ABOUT THIS EXERCISE
Could you copy each line of the listing below that has the word "plus"?

++++++

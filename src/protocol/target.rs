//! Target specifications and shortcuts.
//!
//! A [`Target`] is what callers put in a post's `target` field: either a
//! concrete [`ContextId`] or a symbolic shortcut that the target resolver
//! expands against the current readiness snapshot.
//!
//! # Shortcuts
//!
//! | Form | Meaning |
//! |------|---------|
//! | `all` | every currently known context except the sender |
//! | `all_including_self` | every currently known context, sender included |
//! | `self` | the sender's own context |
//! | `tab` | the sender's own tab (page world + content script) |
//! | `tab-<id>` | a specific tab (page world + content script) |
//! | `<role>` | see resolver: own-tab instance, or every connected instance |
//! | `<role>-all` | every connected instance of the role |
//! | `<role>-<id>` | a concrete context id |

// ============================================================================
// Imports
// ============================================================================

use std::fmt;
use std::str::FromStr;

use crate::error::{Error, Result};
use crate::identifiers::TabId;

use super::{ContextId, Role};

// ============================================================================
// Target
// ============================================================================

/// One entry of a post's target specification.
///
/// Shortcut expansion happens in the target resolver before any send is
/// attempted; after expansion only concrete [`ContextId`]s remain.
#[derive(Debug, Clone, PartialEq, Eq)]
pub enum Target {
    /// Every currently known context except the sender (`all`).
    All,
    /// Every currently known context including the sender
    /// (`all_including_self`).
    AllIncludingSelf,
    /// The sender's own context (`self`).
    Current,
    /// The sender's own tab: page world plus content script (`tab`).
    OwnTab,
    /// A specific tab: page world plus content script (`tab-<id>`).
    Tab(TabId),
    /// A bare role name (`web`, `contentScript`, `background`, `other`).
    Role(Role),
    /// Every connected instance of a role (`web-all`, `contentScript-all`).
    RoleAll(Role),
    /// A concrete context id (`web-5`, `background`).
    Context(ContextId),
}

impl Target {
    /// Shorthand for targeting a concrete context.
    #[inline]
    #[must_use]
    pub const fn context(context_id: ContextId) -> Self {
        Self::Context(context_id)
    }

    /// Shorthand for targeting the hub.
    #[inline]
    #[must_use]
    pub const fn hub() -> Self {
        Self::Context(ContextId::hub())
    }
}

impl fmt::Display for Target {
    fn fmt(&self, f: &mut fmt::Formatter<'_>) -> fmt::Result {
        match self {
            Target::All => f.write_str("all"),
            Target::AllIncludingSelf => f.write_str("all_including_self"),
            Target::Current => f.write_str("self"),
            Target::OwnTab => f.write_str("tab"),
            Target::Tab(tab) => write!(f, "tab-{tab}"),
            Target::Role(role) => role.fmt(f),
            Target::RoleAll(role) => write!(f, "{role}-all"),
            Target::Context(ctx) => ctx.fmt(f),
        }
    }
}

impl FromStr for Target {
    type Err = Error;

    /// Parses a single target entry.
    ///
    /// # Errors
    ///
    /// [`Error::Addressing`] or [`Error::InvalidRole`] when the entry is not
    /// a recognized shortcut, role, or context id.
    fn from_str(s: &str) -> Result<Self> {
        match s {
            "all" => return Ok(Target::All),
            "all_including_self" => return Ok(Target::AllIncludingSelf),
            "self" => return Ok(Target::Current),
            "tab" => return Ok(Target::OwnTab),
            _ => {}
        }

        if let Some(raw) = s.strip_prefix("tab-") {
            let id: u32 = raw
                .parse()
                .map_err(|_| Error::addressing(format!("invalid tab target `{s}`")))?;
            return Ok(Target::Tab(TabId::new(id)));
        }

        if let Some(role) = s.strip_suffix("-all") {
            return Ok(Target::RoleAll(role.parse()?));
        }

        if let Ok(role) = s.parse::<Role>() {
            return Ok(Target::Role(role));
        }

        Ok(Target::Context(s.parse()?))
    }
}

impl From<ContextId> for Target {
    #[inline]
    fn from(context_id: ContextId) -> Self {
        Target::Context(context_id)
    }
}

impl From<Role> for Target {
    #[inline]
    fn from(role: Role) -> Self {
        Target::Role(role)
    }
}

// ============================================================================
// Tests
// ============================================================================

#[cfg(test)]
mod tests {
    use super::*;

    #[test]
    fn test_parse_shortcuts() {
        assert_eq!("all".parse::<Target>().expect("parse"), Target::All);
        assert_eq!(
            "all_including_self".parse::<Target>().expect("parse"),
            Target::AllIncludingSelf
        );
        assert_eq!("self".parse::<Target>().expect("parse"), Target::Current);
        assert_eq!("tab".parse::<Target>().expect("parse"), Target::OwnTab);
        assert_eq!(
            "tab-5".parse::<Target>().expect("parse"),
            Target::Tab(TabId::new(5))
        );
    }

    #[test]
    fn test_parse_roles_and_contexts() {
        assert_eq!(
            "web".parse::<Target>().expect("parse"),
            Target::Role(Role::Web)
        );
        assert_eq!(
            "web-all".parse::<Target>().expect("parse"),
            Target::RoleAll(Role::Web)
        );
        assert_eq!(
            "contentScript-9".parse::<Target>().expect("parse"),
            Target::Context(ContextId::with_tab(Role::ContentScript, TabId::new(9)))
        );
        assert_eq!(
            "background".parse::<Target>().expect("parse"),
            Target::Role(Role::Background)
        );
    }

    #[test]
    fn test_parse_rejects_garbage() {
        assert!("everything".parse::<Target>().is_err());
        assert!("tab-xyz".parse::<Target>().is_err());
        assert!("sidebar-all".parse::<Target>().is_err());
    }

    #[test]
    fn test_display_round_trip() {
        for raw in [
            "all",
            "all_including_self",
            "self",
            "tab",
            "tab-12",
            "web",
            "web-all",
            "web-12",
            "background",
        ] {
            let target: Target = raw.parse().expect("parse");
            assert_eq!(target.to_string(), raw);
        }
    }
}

++++++

TASK SOLUTION
    /// The sender's own tab: page world plus content script (`tab`).
    /// A specific tab: page world plus content script (`tab-<id>`).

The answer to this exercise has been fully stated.